Clone wiki

templ / syntax

For clarity, the following uses a variation of the EBNF. Specifically, instead of using curly braces '{ symbol }' to indicate 0 or more occurrences, we will use a star 'symbol*' for this purpose, akin to common use in regular expressions. Additionally, we will simply use whitespace instead of command ',' to indicate concatenation, and we will not use the termination symbol ';' at the end of an equation. To continue equations across multiple lines, all subsequent lines will start with whitespace. The equation ends when a line starts with non-whitspace, or contains only whitespace. You can probably figure this all out for yourself.

TEMPLATE        =   STMT+
STMT            =   AWLGT | ESTMT
AWLGT           =   ">>>"                                       (* You may be familiar with this symbol as the "a whole lot
                                                                    greater than" symbol. *)
ESTMT            =   TEXT | LIST
TEXT            =   TCHAR TCHAR*
TCHAR           =   PTCHAR | '\{' | '\' PTCHAR                  (* The next several rules define what can appear in the ordinary
                        | '\' EOI | RANGLES                         text portion of the template.
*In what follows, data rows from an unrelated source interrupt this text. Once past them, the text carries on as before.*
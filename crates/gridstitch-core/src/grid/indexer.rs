use std::path::Path;

use tracing::{debug, info};

use crate::consts::{FOCUS_CAMERA_MARKER, TILE_EXTENSIONS};
use crate::error::{Result, StitchError};
use crate::sample::SampleType;
use crate::tile::TileGeometry;

use super::filename::{file_stem, parse_tile_name, FilenameLayout};
use super::AcquisitionGrid;

/// Sorted names of the tile rasters in `image_dir`, focus-calibration
/// captures excluded.
pub fn list_tile_files(image_dir: &Path) -> Result<Vec<String>> {
    let mut names = Vec::new();
    for entry in std::fs::read_dir(image_dir)? {
        let entry = entry?;
        if !entry.file_type()?.is_file() {
            continue;
        }
        let Some(name) = entry.file_name().to_str().map(str::to_owned) else {
            continue;
        };
        let is_tile = TILE_EXTENSIONS
            .iter()
            .any(|ext| name.ends_with(&format!(".{ext}")));
        if is_tile && !name.contains(FOCUS_CAMERA_MARKER) {
            names.push(name);
        }
    }
    names.sort();
    Ok(names)
}

/// Scan a tile directory into an [`AcquisitionGrid`].
///
/// The filename layout, raster size and sample type come from the first
/// sorted tile and are assumed for the rest.
pub fn index_tiles(image_dir: &Path) -> Result<AcquisitionGrid> {
    let files = list_tile_files(image_dir)?;
    let Some(first) = files.first() else {
        return Err(StitchError::EmptyTileSet(image_dir.to_path_buf()));
    };

    let layout = FilenameLayout::detect(file_stem(first));
    debug!(%layout, first = %first, "Detected tile filename layout");

    let geometry = read_geometry(&image_dir.join(first))?;

    let entries = files
        .into_iter()
        .map(|name| {
            let parsed = parse_tile_name(file_stem(&name), layout)?;
            Ok((name, parsed))
        })
        .collect::<Result<Vec<_>>>()?;

    let grid = AcquisitionGrid::new(image_dir, layout, geometry, entries)?;
    let dims = grid.dims();
    info!(
        tiles = grid.len(),
        rows = dims.num_rows,
        cols = dims.num_cols,
        z_planes = dims.num_z,
        channels = dims.num_channels,
        width = geometry.width,
        height = geometry.height,
        dtype = %geometry.sample_type,
        "Indexed tile grid"
    );
    Ok(grid)
}

fn read_geometry(path: &Path) -> Result<TileGeometry> {
    let image = image::open(path)?;
    let color = image.color();
    let sample_type =
        SampleType::from_color(color).ok_or_else(|| StitchError::UnsupportedSampleType {
            path: path.to_path_buf(),
            color,
        })?;
    Ok(TileGeometry {
        height: image.height() as usize,
        width: image.width() as usize,
        sample_type,
    })
}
Special characters at this point
PTCHAR          =   ( CHAR - XTCHAR )                               in the parsing are the slash, the left curly brace, and the
XTCHAR          =   '\' | '{' | '>'                                 right angle bracket. Left curly brace can be included if it's
                                                                    escaped by a slash. Slash can only appear on it's own. The right
                                                                    angle bracket character can appear in single or double, but not
                                                                    in triple. *)

EOI             =   ? end of input stream ?
CHAR            =   ? any character ?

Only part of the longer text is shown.